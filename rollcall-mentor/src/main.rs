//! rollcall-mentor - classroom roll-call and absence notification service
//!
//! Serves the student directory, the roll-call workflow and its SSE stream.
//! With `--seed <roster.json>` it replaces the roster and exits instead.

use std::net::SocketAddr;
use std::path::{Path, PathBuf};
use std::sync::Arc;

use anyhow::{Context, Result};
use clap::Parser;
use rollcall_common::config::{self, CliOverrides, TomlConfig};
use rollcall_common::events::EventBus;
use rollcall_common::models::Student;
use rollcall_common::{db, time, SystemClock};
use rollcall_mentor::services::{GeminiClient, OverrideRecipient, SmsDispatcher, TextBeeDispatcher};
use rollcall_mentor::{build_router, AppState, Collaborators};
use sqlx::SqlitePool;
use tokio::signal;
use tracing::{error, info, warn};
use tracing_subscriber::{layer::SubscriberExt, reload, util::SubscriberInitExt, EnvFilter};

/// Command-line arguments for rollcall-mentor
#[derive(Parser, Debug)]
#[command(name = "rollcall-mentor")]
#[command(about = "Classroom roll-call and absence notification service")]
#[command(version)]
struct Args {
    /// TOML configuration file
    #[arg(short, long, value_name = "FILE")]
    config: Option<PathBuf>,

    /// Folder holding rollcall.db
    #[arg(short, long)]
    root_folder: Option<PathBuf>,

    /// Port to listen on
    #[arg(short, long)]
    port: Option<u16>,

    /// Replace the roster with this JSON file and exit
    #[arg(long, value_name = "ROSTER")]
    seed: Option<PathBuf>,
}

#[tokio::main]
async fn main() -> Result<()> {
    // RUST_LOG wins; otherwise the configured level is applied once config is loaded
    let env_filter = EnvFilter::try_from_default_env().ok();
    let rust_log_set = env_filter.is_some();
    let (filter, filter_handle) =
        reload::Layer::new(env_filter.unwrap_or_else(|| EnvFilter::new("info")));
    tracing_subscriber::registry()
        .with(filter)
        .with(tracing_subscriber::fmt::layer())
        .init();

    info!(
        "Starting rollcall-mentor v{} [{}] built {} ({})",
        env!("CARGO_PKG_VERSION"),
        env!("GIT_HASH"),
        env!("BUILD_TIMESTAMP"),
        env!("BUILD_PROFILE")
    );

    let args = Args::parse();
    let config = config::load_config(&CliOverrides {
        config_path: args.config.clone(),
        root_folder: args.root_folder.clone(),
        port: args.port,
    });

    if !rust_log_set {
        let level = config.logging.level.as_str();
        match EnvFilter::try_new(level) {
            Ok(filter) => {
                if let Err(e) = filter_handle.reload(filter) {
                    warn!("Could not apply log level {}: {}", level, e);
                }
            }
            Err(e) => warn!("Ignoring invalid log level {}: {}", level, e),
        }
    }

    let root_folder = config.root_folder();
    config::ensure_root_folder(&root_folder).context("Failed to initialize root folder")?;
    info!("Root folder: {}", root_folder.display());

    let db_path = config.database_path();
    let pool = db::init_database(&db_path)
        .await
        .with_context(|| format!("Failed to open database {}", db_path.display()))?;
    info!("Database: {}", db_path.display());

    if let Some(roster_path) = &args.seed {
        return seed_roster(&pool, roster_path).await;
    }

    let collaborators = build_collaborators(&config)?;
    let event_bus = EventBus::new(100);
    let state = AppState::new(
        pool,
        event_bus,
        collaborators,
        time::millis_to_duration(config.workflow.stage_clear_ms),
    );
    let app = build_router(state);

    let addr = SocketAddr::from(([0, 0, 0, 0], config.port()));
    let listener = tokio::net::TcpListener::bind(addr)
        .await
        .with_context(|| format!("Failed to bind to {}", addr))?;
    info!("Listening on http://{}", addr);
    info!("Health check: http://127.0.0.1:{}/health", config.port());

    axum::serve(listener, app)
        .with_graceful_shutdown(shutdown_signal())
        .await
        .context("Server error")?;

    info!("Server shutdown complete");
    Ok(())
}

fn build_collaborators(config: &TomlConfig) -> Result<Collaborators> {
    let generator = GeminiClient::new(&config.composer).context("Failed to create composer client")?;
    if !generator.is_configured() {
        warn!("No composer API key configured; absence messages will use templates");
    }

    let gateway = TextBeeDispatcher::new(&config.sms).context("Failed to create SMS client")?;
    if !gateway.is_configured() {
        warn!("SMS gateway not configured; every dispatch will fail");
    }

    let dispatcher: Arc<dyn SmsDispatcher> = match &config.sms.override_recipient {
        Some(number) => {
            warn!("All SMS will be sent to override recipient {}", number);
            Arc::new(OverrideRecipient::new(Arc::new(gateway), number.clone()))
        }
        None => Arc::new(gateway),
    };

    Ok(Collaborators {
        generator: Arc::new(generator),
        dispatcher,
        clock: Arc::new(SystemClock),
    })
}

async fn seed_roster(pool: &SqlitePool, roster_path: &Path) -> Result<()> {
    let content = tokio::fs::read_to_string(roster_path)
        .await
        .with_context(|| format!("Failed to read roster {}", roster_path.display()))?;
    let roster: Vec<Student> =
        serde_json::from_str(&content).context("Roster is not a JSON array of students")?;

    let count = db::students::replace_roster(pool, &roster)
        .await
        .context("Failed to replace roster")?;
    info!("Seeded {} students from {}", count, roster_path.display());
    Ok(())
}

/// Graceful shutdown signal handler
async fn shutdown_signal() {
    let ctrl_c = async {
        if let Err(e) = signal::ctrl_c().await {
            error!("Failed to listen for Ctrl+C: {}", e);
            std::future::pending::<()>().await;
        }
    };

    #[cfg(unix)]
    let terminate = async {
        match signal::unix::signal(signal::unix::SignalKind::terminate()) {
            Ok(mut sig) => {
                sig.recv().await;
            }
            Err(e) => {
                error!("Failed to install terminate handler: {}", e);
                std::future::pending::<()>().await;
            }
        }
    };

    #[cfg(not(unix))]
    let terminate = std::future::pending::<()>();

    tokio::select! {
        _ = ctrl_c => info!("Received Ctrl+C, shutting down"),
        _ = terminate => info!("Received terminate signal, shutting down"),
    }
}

**REQUIRED WORK**
Report, for the data above, every line in which the string "will" appears.

**COMPLETED TASK**
        warn!("No composer API key configured; absence messages will use templates");
        warn!("SMS gateway not configured; every dispatch will fail");
            warn!("All SMS will be sent to override recipient {}", number);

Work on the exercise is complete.